It may be true, as Mahmood Mamdani writes, that some Ugandans felt their real independence began when they kicked the Asians out, though President Museveni says it was the worst mistake the country ever made and has tried hard to persuade Asians to return (LRB, 4 December). Authoritarian populism has always had its imitators: Kristallnacht excited anti-semites throughout Europe at the thought of how much Jewish property they might seize. But the opposite happened in Zimbabwe, where Mugabe’s brutal dilapidation of the country had the effect of making Ian Smith’s Rhodesia seem like a lost golden age to many.

Mamdani’s article is a compendium of errors. He should know that the reason for the suspension of British aid for land reform was that the land was going to Mugabe’s cronies, not to the poor. At the same time, farmers could not sell farmland without first offering it for land reform, but time and again the government said it wasn’t interested. Even when the government did buy such land it often left productive farms to rot: I have seen the collapsing farmhouses, the fields full of weeds. But when the radical Edgar Tekere ran against Mugabe in 1990, Mugabe suddenly began threatening land invasions and the takeover of white farms. Mugabe saw Tekere off, thanks to massive ballot-stuffing, but it was clear that the land issue was kept in reserve in case of political crisis. When Mugabe lost the 2000 constitutional referendum, the strategy was wheeled out again.

Mamdani writes of the ‘war vets’ as if they all wanted to be farmers: those who worked with them say that wasn’t so. He also omits the fact that very few of the alleged war vets of the post-2000 period were any such thing.

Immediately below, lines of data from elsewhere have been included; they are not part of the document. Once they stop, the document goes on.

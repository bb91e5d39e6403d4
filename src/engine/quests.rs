//! Quest lifecycle: creation under the daily quota, completion with all of
//! its progression side effects, and deletion.
//!
//! Every operation takes the current [`GameState`] by reference and returns
//! a new one; nothing here touches storage.

use chrono::{DateTime, FixedOffset, Utc};
use uuid::Uuid;

use super::leveling::apply_xp_gain;
use super::quota::{check_quota, reset_daily_quests};
use super::streak::compute_streak;
use super::titles::unlock_titles;
use super::EngineError;
use crate::models::player::{GameState, PlayerState};
use crate::models::quest::{Difficulty, Quest};
use crate::models::title::Title;

#[derive(Debug, Clone)]
pub struct QuestAdded {
    pub state: GameState,
    pub quest: Quest,
}

/// Creates a quest if today's quota for `difficulty` allows it.
pub fn add_quest(
    state: &GameState,
    text: &str,
    difficulty: Difficulty,
    now: DateTime<FixedOffset>,
) -> Result<QuestAdded, EngineError> {
    let text = text.trim();
    if text.is_empty() {
        return Err(EngineError::EmptyQuestText);
    }

    let mut daily = reset_daily_quests(&state.player.daily_quests, now.date_naive());
    check_quota(&daily, difficulty)?;
    *daily.count_mut(difficulty) += 1;

    let quest = Quest::new(text.to_string(), difficulty, now.with_timezone(&Utc));
    let mut next = state.clone();
    next.player.daily_quests = daily;
    next.quests.push(quest.clone());

    Ok(QuestAdded { state: next, quest })
}

#[derive(Debug, Clone)]
pub struct QuestCompleted {
    pub state: GameState,
    pub quest: Quest,
    pub xp_gained: u32,
    pub leveled_up: bool,
    pub unlocked_titles: Vec<&'static Title>,
}

/// Marks one quest complete and applies XP, streak, counters and titles.
pub fn complete_quest(
    state: &GameState,
    id: Uuid,
    now: DateTime<FixedOffset>,
) -> Result<QuestCompleted, EngineError> {
    let quest = state.quests.get(id).ok_or(EngineError::NotFound(id))?;
    if quest.completed {
        return Err(EngineError::AlreadyCompleted(id));
    }

    let today = now.date_naive();
    let player = &state.player;
    let xp_gained = quest.difficulty.xp_reward();
    let gain = apply_xp_gain(player.level, player.xp, xp_gained);

    let mut next_player = PlayerState {
        level: gain.level,
        xp: gain.xp,
        total_completed: player.total_completed.saturating_add(1),
        streak: compute_streak(player.last_completed_date, player.streak, today),
        last_completed_date: Some(today),
        last_login_date: player.last_login_date,
        titles: player.titles.clone(),
        daily_quests: reset_daily_quests(&player.daily_quests, today),
    };
    let unlocked_titles = unlock_titles(&mut next_player);

    let mut next = GameState {
        player: next_player,
        quests: state.quests.clone(),
    };
    let completed = next.quests.get_mut(id).ok_or(EngineError::NotFound(id))?;
    completed.completed = true;
    completed.completed_at = Some(now.with_timezone(&Utc));
    let quest = completed.clone();

    Ok(QuestCompleted {
        state: next,
        quest,
        xp_gained,
        leveled_up: gain.leveled_up(),
        unlocked_titles,
    })
}

/// Removes a quest. `confirmed` is the caller's confirmation precondition.
pub fn delete_quest(
    state: &GameState,
    id: Uuid,
    confirmed: bool,
) -> Result<(GameState, Quest), EngineError> {
    if state.quests.get(id).is_none() {
        return Err(EngineError::NotFound(id));
    }
    if !confirmed {
        return Err(EngineError::ConfirmationRequired);
    }

    let mut next = state.clone();
    let removed = next.quests.remove(id).ok_or(EngineError::NotFound(id))?;
    Ok((next, removed))
}
use axum::{extract::State, Json};

use crate::dto::{CharacterStage, PlayerProfileResponse, TitleStatus, TitlesResponse};
use crate::engine::{leveling, quota, titles};
use crate::error::AppResult;
use crate::models::title::{CATALOG, DEFAULT_TITLE_NAME};
use crate::AppState;

pub async fn get_player(State(state): State<AppState>) -> AppResult<Json<PlayerProfileResponse>> {
    let today = state.clock.today();
    let player = state.game.lock().await.player.clone();

    let current_title = titles::current_title(&player).cloned();
    let display_title = current_title
        .as_ref()
        .map_or(DEFAULT_TITLE_NAME, |t| t.name)
        .to_string();

    Ok(Json(PlayerProfileResponse {
        xp_required: leveling::xp_required_for(player.level),
        progress_percent: leveling::progress_percent(player.level, player.xp),
        character_stage: CharacterStage::for_level(player.level),
        daily_quota: quota::quota_status(&player.daily_quests, today),
        current_title,
        display_title,
        today,
        player,
    }))
}

pub async fn list_titles(State(state): State<AppState>) -> AppResult<Json<TitlesResponse>> {
    let game = state.game.lock().await;
    let unlocked = &game.player.titles;

    let statuses = CATALOG
        .iter()
        .map(|t| TitleStatus {
            title: t.clone(),
            unlocked: unlocked.contains(&t.id),
        })
        .collect();

    Ok(Json(TitlesResponse {
        titles: statuses,
        current_title: titles::current_title(&game.player).cloned(),
    }))
}
pub mod player;
pub mod quest;
pub mod title;
//! Progression engine: leveling, streaks, daily quotas, titles and login
//! bonuses. Pure functions over [`GameState`](crate::models::player::GameState);
//! the caller supplies the clock value and persists the result.

pub mod calendar;
pub mod leveling;
pub mod login_bonus;
pub mod quests;
pub mod quota;
pub mod streak;
pub mod titles;

use uuid::Uuid;

use crate::models::quest::Difficulty;

#[derive(Debug, Clone, PartialEq, Eq, thiserror::Error)]
pub enum EngineError {
    #[error("Daily limit of {limit} {difficulty} quests reached")]
    QuotaExceeded { difficulty: Difficulty, limit: u32 },

    #[error("Quest {0} not found")]
    NotFound(Uuid),

    #[error("Quest {0} is already completed")]
    AlreadyCompleted(Uuid),

    #[error("Quest text must not be empty")]
    EmptyQuestText,

    #[error("Deleting a quest requires confirmation")]
    ConfirmationRequired,

    #[error("No login bonus is due today")]
    LoginBonusNotDue,

    #[error("Login bonus is now {due} XP, not the {expected} XP shown")]
    LoginBonusChanged { expected: u32, due: u32 },
}
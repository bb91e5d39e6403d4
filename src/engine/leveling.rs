//! Experience and leveling
//!
//! Each level needs `level * 100` XP. Excess XP always rolls into further
//! level-ups at the moment it is earned, so a stored `xp` is strictly below
//! the current threshold.

pub const XP_PER_LEVEL: u32 = 100;

/// XP needed to advance past `level`.
pub fn xp_required_for(level: u32) -> u32 {
    level.saturating_mul(XP_PER_LEVEL)
}

/// Result of applying an XP gain.
#[derive(Debug, Clone, Copy, PartialEq, Eq)]
pub struct XpGain {
    pub level: u32,
    pub xp: u32,
    pub levels_gained: u32,
}

impl XpGain {
    pub fn leveled_up(&self) -> bool {
        self.levels_gained > 0
    }
}

/// Adds `amount` to `xp` and rolls thresholds over one level at a time.
pub fn apply_xp_gain(level: u32, xp: u32, amount: u32) -> XpGain {
    let start_level = level.max(1);
    let mut level = start_level;
    let mut remaining = u64::from(xp) + u64::from(amount);

    while remaining >= u64::from(xp_required_for(level)) {
        remaining -= u64::from(xp_required_for(level));
        level += 1;
    }

    XpGain {
        level,
        // below xp_required_for(level), which fits in u32
        xp: remaining as u32,
        levels_gained: level - start_level,
    }
}

/// Whole percent of the way through the current level.
pub fn progress_percent(level: u32, xp: u32) -> u32 {
    let required = xp_required_for(level.max(1));
    ((u64::from(xp) * 100) / u64::from(required)) as u32
}
use serde::de::DeserializeOwned;

use super::kv::KvStore;
use super::StoreError;
use crate::models::player::{GameState, PlayerState};
use crate::models::quest::QuestStore;

/// Loads and saves the quest collection and player record as one unit.
#[derive(Clone)]
pub struct GameRepo {
    store: KvStore,
    quests_key: String,
    player_key: String,
}

impl GameRepo {
    pub fn new(store: KvStore, quests_key: impl Into<String>, player_key: impl Into<String>) -> Self {
        Self {
            store,
            quests_key: quests_key.into(),
            player_key: player_key.into(),
        }
    }

    pub fn store(&self) -> &KvStore {
        &self.store
    }

    /// Missing or unreadable records load as their defaults.
    pub async fn load(&self) -> Result<GameState, StoreError> {
        let quests: QuestStore = self.load_record(&self.quests_key).await?;
        let player: PlayerState = self.load_record(&self.player_key).await?;
        Ok(GameState { player, quests })
    }

    pub async fn save(&self, state: &GameState) -> Result<(), StoreError> {
        let quests = serde_json::to_string(&state.quests)?;
        let player = serde_json::to_string(&state.player)?;
        self.store
            .put_many(&[(self.quests_key.as_str(), quests), (self.player_key.as_str(), player)])
            .await
    }

    async fn load_record<T: DeserializeOwned + Default>(&self, key: &str) -> Result<T, StoreError> {
        let Some(text) = self.store.get(key).await? else {
            return Ok(T::default());
        };
        match serde_json::from_str(&text) {
            Ok(value) => Ok(value),
            Err(e) => {
                tracing::warn!(key = %key, error = %e, "Unreadable record, starting fresh");
                Ok(T::default())
            }
        }
    }
}

#[cfg(test)]
mod tests {
    use super::*;
    use crate::models::quest::{Difficulty, Quest};
    use chrono::Utc;

    fn repo(store: KvStore) -> GameRepo {
        GameRepo::new(store, "quests", "player")
    }

    #[tokio::test]
    async fn test_empty_store_loads_defaults() {
        let state = repo(KvStore::memory()).load().await.unwrap();
        assert_eq!(state, GameState::default());
        assert_eq!(state.player.level, 1);
    }

    #[tokio::test]
    async fn test_save_then_load() {
        let repo = repo(KvStore::memory());
        let mut state = GameState::default();
        state.player.xp = 40;
        state.player.titles = vec![1];
        state
            .quests
            .push(Quest::new("Stretch".into(), Difficulty::Easy, Utc::now()));

        repo.save(&state).await.unwrap();
        assert_eq!(repo.load().await.unwrap(), state);
    }

    #[tokio::test]
    async fn test_legacy_player_without_daily_quests() {
        let store = KvStore::memory();
        store
            .put_many(&[("player", r#"{"level":2,"xp":10,"totalCompleted":3,"streak":1,"titles":[1]}"#.into())])
            .await
            .unwrap();

        let state = repo(store).load().await.unwrap();
        assert_eq!(state.player.level, 2);
        assert_eq!(state.player.daily_quests.date, None);
        assert!(state.quests.is_empty());
    }

    #[tokio::test]
    async fn test_corrupt_record_starts_fresh() {
        let store = KvStore::memory();
        store
            .put_many(&[("quests", "not json".into())])
            .await
            .unwrap();
        let state = repo(store).load().await.unwrap();
        assert!(state.quests.is_empty());
    }
}
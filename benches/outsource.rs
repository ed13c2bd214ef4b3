use criterion::{criterion_group, criterion_main, BenchmarkId, Criterion};
use aspe_rknn::math::ScalarSampler;
use aspe_rknn::params::RknnParams;
use aspe_rknn::rknn::{outsource, precompute_distances};

fn grid(n: usize, dim: usize, stride: usize) -> Vec<Vec<f64>> {
    (0..n)
        .map(|i| (0..dim).map(|j| ((i * stride + j * 13) % 997) as f64 * 0.01).collect())
        .collect()
}

fn distance_benchmark(c: &mut Criterion) {
    let objects = grid(2_000, 2, 31);
    let reference = grid(2_000, 2, 17);

    let mut group = c.benchmark_group("precompute_distances");
    group.sample_size(10);

    for workers in [1, 2, 4, 8] {
        let params = RknnParams::with_parallelism(workers);
        group.bench_with_input(
            BenchmarkId::new("workers", workers),
            &workers,
            |b, _| {
                b.iter(|| precompute_distances(&objects, &reference, &params).unwrap());
            },
        );
    }

    group.finish();
}

fn outsource_benchmark(c: &mut Criterion) {
    let params = RknnParams::default();
    let mut sampler = ScalarSampler::with_seed(params.scalar_min, params.scalar_max, 7).unwrap();

    let mut group = c.benchmark_group("outsource");
    group.sample_size(10);

    for dim in [2, 8, 32] {
        let objects = grid(1_000, dim, 31);
        let reference = grid(500, dim, 17);
        group.bench_with_input(BenchmarkId::new("dim", dim), &dim, |b, _| {
            b.iter(|| outsource(&objects, &reference, &params, &mut sampler).unwrap());
        });
    }

    group.finish();
}

criterion_group!(benches, distance_benchmark, outsource_benchmark);
criterion_main!(benches);
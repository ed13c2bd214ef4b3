//! Parameter sets for ASPE-encrypted RkNN outsourcing
//!
//! The augmented vector carries the point coordinates plus five auxiliary
//! slots, so every secret matrix is square of dimension `d + AUX_SLOTS`.

use serde::{Deserialize, Serialize};

/// Number of neighbor ranks precomputed and encrypted per stored point
pub const K_MAX: usize = 5;

/// Auxiliary slots appended to the coordinates of an augmented vector:
/// the leading distance slot plus four trailing blinding slots.
pub const AUX_SLOTS: usize = 5;

/// Core parameters for outsourcing and querying
#[derive(Debug, Clone, PartialEq, Serialize, Deserialize)]
pub struct RknnParams {
    /// Neighbor ranks kept per object point (distance table width)
    pub k_max: usize,

    /// Worker threads for the parallel phases.
    /// `None` sizes the pool from available hardware parallelism.
    pub parallelism: Option<usize>,

    /// Lower bound (inclusive) for uniformly drawn blinding scalars
    pub scalar_min: f64,

    /// Upper bound (exclusive) for uniformly drawn blinding scalars
    pub scalar_max: f64,

    /// Attempts before giving up on drawing an invertible secret matrix
    pub max_matrix_attempts: usize,

    /// Largest accepted entry of |M·M⁻¹ − I| for a freshly drawn matrix
    pub inverse_tolerance: f64,
}

impl RknnParams {
    /// Parameters with an explicit worker count, useful for reproducible timing
    pub fn with_parallelism(workers: usize) -> Self {
        Self {
            parallelism: Some(workers),
            ..Self::default()
        }
    }

    /// Dimension of the augmented vector (and of the secret matrix) for
    /// points with `point_dim` coordinates
    pub fn augmented_dim(point_dim: usize) -> usize {
        point_dim + AUX_SLOTS
    }

    /// Resolve the configured worker count
    pub fn worker_count(&self) -> usize {
        self.parallelism.unwrap_or_else(|| {
            std::thread::available_parallelism()
                .map(|n| n.get())
                .unwrap_or(1)
        })
    }

    /// Check if parameters are valid
    pub fn validate(&self) -> Result<(), &'static str> {
        if self.k_max == 0 {
            return Err("k_max must be at least 1");
        }

        if self.parallelism == Some(0) {
            return Err("parallelism must be at least 1 when set");
        }

        if !(self.scalar_min > 0.0) || !self.scalar_min.is_finite() {
            return Err("scalar_min must be a positive finite number");
        }

        if !(self.scalar_max > self.scalar_min) || !self.scalar_max.is_finite() {
            return Err("scalar_max must be finite and greater than scalar_min");
        }

        if self.max_matrix_attempts == 0 {
            return Err("max_matrix_attempts must be at least 1");
        }

        if !(self.inverse_tolerance > 0.0) {
            return Err("inverse_tolerance must be positive");
        }

        Ok(())
    }
}

impl Default for RknnParams {
    fn default() -> Self {
        Self {
            k_max: K_MAX,
            parallelism: None,
            scalar_min: 1.0,
            scalar_max: 16.0,
            max_matrix_attempts: 32,
            inverse_tolerance: 1e-8,
        }
    }
}

#[cfg(test)]
mod tests {
    use super::*;

    #[test]
    fn test_default_params_valid() {
        let params = RknnParams::default();
        assert!(params.validate().is_ok());
        assert_eq!(params.k_max, K_MAX);
        assert!(params.worker_count() >= 1);
    }

    #[test]
    fn test_augmented_dim() {
        assert_eq!(RknnParams::augmented_dim(2), 7);
        assert_eq!(RknnParams::augmented_dim(0), AUX_SLOTS);
    }

    #[test]
    fn test_invalid_params_rejected() {
        let mut params = RknnParams::default();
        params.k_max = 0;
        assert!(params.validate().is_err());

        let params = RknnParams::with_parallelism(0);
        assert!(params.validate().is_err());

        let mut params = RknnParams::default();
        params.scalar_min = 0.0;
        assert!(params.validate().is_err());

        let mut params = RknnParams::default();
        params.scalar_max = params.scalar_min;
        assert!(params.validate().is_err());

        let mut params = RknnParams::default();
        params.max_matrix_attempts = 0;
        assert!(params.validate().is_err());
    }

    #[test]
    fn test_explicit_parallelism() {
        let params = RknnParams::with_parallelism(3);
        assert_eq!(params.worker_count(), 3);
        assert!(params.validate().is_ok());
    }
}
//! Binary ciphertext table storage and memory-mapped evaluation
//!
//! Layout (little-endian):
//!
//! ```text
//! u64 num_objects | u32 k_max | u32 dim | f64 × (num_objects · k_max · dim)
//! ```
//!
//! The payload is row-major `[object][rank][slot]`, same as [`EncryptedTable`].
//!
//! Run metadata (dimensions plus the [`RknnParams`] used at setup) is kept
//! next to the table as JSON so later queries draw blinding scalars from the
//! same range.

use std::fs::File;
use std::io::{BufReader, BufWriter, Cursor, Write};
use std::path::Path;

use byteorder::{ByteOrder, LittleEndian, ReadBytesExt, WriteBytesExt};
use memmap2::Mmap;
use rayon::prelude::*;
use serde::{Deserialize, Serialize};
use tracing::info;

use crate::params::RknnParams;

use super::encode::EncryptedTable;
use super::error::{Result, RknnError};
use super::query::EncryptedQuery;
use super::respond::{check_query_shape, ServerResponse};

const HEADER_LEN: usize = 16;

/// Setup-time description of an outsourced dataset
#[derive(Clone, Debug, PartialEq, Serialize, Deserialize)]
pub struct RunMetadata {
    pub version: String,
    pub num_objects: usize,
    pub point_dim: usize,
    pub ciphertext_dim: usize,
    pub k_max: usize,
    pub params: RknnParams,
}

impl RunMetadata {
    pub fn new(params: &RknnParams, point_dim: usize, table: &EncryptedTable) -> Self {
        Self {
            version: env!("CARGO_PKG_VERSION").to_string(),
            num_objects: table.num_objects(),
            point_dim,
            ciphertext_dim: table.dim(),
            k_max: table.k_max(),
            params: params.clone(),
        }
    }
}

/// Write run metadata as pretty-printed JSON
pub fn save_metadata(metadata: &RunMetadata, path: &Path) -> Result<()> {
    let file = File::create(path)?;
    let mut writer = BufWriter::new(file);
    serde_json::to_writer_pretty(&mut writer, metadata)?;
    writer.flush()?;
    info!("Metadata saved to {}", path.display());
    Ok(())
}

/// Read run metadata, rejecting parameters that would not pass validation
pub fn load_metadata(path: &Path) -> Result<RunMetadata> {
    let file = File::open(path)?;
    let metadata: RunMetadata = serde_json::from_reader(BufReader::new(file))?;
    metadata.params.validate().map_err(RknnError::precondition)?;
    Ok(metadata)
}

/// Save a ciphertext table to a binary file
pub fn save_table_binary(table: &EncryptedTable, path: &Path) -> Result<()> {
    let file = File::create(path)?;
    let mut writer = BufWriter::new(file);

    writer.write_u64::<LittleEndian>(table.num_objects() as u64)?;
    writer.write_u32::<LittleEndian>(table.k_max() as u32)?;
    writer.write_u32::<LittleEndian>(table.dim() as u32)?;

    for &value in table.data() {
        writer.write_f64::<LittleEndian>(value)?;
    }

    writer.flush()?;
    Ok(())
}

fn read_header(bytes: &[u8]) -> Result<(usize, usize, usize)> {
    if bytes.len() < HEADER_LEN {
        return Err(RknnError::input("table file is shorter than its header"));
    }
    let mut cursor = Cursor::new(bytes);
    let num_objects = cursor.read_u64::<LittleEndian>()? as usize;
    let k_max = cursor.read_u32::<LittleEndian>()? as usize;
    let dim = cursor.read_u32::<LittleEndian>()? as usize;

    let expected = num_objects
        .checked_mul(k_max)
        .and_then(|n| n.checked_mul(dim))
        .and_then(|n| n.checked_mul(8))
        .and_then(|n| n.checked_add(HEADER_LEN))
        .ok_or_else(|| RknnError::input("table header overflows"))?;
    if bytes.len() != expected {
        return Err(RknnError::input(format!(
            "table file has {} bytes, header implies {}",
            bytes.len(),
            expected
        )));
    }
    Ok((num_objects, k_max, dim))
}

/// Load a whole ciphertext table into memory
pub fn load_table_binary(path: &Path) -> Result<EncryptedTable> {
    let file = File::open(path)?;
    // SAFETY: File is opened read-only and not modified during the mmap lifetime.
    // The mmap is used only within this function scope for reading.
    let mmap = unsafe { Mmap::map(&file)? };
    let (num_objects, k_max, dim) = read_header(&mmap)?;

    let mut data = vec![0.0; num_objects * k_max * dim];
    LittleEndian::read_f64_into(&mmap[HEADER_LEN..], &mut data);

    EncryptedTable::from_parts(num_objects, k_max, dim, data)
}

/// Memory-mapped ciphertext table, decoded on demand
pub struct MmapTable {
    mmap: Mmap,
    num_objects: usize,
    k_max: usize,
    dim: usize,
}

impl MmapTable {
    /// Map a table file written by [`save_table_binary`]
    pub fn open(path: &Path) -> Result<Self> {
        let file = File::open(path)?;
        // SAFETY: the table file is treated as immutable once written; it is
        // only replaced wholesale when the dataset is re-outsourced.
        let mmap = unsafe { Mmap::map(&file)? };
        let (num_objects, k_max, dim) = read_header(&mmap)?;
        Ok(Self {
            mmap,
            num_objects,
            k_max,
            dim,
        })
    }

    fn slot_bytes(&self, i: usize, k: usize) -> &[u8] {
        let start = HEADER_LEN + (i * self.k_max + k) * self.dim * 8;
        &self.mmap[start..start + self.dim * 8]
    }

    /// Ciphertext of object `i` at rank `k`
    pub fn ciphertext(&self, i: usize, k: usize) -> Vec<f64> {
        let mut out = vec![0.0; self.dim];
        LittleEndian::read_f64_into(self.slot_bytes(i, k), &mut out);
        out
    }

    /// Dot product with the query without materializing the ciphertext
    fn dot(&self, i: usize, k: usize, query: &[f64]) -> f64 {
        self.slot_bytes(i, k)
            .chunks_exact(8)
            .zip(query)
            .map(|(bytes, q)| LittleEndian::read_f64(bytes) * q)
            .sum()
    }

    pub fn len(&self) -> usize {
        self.num_objects
    }

    pub fn is_empty(&self) -> bool {
        self.num_objects == 0
    }

    pub fn num_objects(&self) -> usize {
        self.num_objects
    }

    pub fn k_max(&self) -> usize {
        self.k_max
    }

    pub fn dim(&self) -> usize {
        self.dim
    }
}

/// Respond against a memory-mapped table
pub fn respond_mmap(table: &MmapTable, query: &EncryptedQuery) -> Result<ServerResponse> {
    check_query_shape(table.dim(), table.k_max(), query)?;

    let indices: Vec<usize> = (0..table.num_objects())
        .into_par_iter()
        .filter(|&i| table.dot(i, query.rank, &query.vector) <= 0.0)
        .collect();
    let ciphertexts = indices.iter().map(|&i| table.ciphertext(i, 0)).collect();

    Ok(ServerResponse {
        indices,
        ciphertexts,
    })
}
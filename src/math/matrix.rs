//! Secret invertible matrix generation and inversion
//!
//! The owner draws one square matrix M of dimension `d + 5` per dataset and
//! keeps M⁻¹ next to it. Regenerating M invalidates every ciphertext built
//! under the previous pair.

use nalgebra::DMatrix;
use serde::{Deserialize, Serialize};
use tracing::debug;

use super::sampler::ScalarSampler;
use crate::rknn::error::{Result, RknnError};

/// Secret matrix M together with its inverse
#[derive(Clone, Debug, PartialEq, Serialize, Deserialize)]
pub struct SecretMatrix {
    matrix: DMatrix<f64>,
    inverse: DMatrix<f64>,
}

impl SecretMatrix {
    /// Pair an existing matrix with its freshly computed inverse
    pub fn from_matrix(matrix: DMatrix<f64>) -> Result<Self> {
        let inverse = invert(&matrix)?;
        Ok(Self { matrix, inverse })
    }

    /// Side length of the square matrix
    pub fn dim(&self) -> usize {
        self.matrix.nrows()
    }

    /// The encryption matrix M
    pub fn matrix(&self) -> &DMatrix<f64> {
        &self.matrix
    }

    /// The inverse M⁻¹ used for query encryption and decryption
    pub fn inverse(&self) -> &DMatrix<f64> {
        &self.inverse
    }
}

/// Invert a square matrix, failing with a numerical error when singular
pub fn invert(matrix: &DMatrix<f64>) -> Result<DMatrix<f64>> {
    if !matrix.is_square() {
        return Err(RknnError::numerical(format!(
            "cannot invert a {}x{} matrix",
            matrix.nrows(),
            matrix.ncols()
        )));
    }
    matrix
        .clone()
        .try_inverse()
        .ok_or_else(|| RknnError::numerical("matrix is singular"))
}

/// Largest absolute entry of `M·M⁻¹ − I`
pub fn inverse_residual(matrix: &DMatrix<f64>, inverse: &DMatrix<f64>) -> f64 {
    let n = matrix.nrows();
    let product = matrix * inverse;
    (product - DMatrix::<f64>::identity(n, n)).amax()
}

/// Draw a random invertible `n x n` matrix.
///
/// Entries are drawn symmetric around zero. A candidate is accepted only if
/// it inverts and its inverse residual stays within `tolerance`; otherwise it
/// is redrawn, up to `max_attempts` times.
pub fn generate_invertible_matrix(
    n: usize,
    sampler: &mut ScalarSampler,
    max_attempts: usize,
    tolerance: f64,
) -> Result<SecretMatrix> {
    if n == 0 {
        return Err(RknnError::precondition("matrix dimension must be positive"));
    }

    for attempt in 1..=max_attempts {
        let candidate = DMatrix::from_fn(n, n, |_, _| sampler.draw_signed());
        let Some(inverse) = candidate.clone().try_inverse() else {
            debug!(attempt, "candidate matrix is singular, redrawing");
            continue;
        };
        let residual = inverse_residual(&candidate, &inverse);
        if residual.is_finite() && residual <= tolerance {
            return Ok(SecretMatrix {
                matrix: candidate,
                inverse,
            });
        }
        debug!(attempt, residual, "candidate matrix is ill-conditioned, redrawing");
    }

    Err(RknnError::numerical(format!(
        "no invertible {}x{} matrix found after {} attempts",
        n, n, max_attempts
    )))
}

Most were far too young to have fought in the 1970s. Mamdani describes them as a popular movement but they weren’t: the land invasions were orchestrated by Mugabe’s party and security services. I saw this for myself, as did others. He talks of the constitutional referendum as if there had been a free vote but there wasn’t: not only did Mugabe allow the MDC no access to state-controlled radio and TV but there was massive rigging in the rural areas. Still it wasn’t enough, for Mugabe had underestimated the size of the ‘no’ vote the cities would cast. Mamdani describes the trade unions as if they were an Anglo-American creation and represented mainly Ndebeles. This is nonsense: they were left-wing organisations which had supported the liberation struggle and were closely tied to the (Communist-dominated) Congress of South African Trade Unions. Most of their members and their leader, Morgan Tsvangirai, were Shona – unsurprising, given that 80 per cent of the population is Shona. Their major foreign donor was the Friedrich Ebert Stiftung, the German Social Democratic foundation.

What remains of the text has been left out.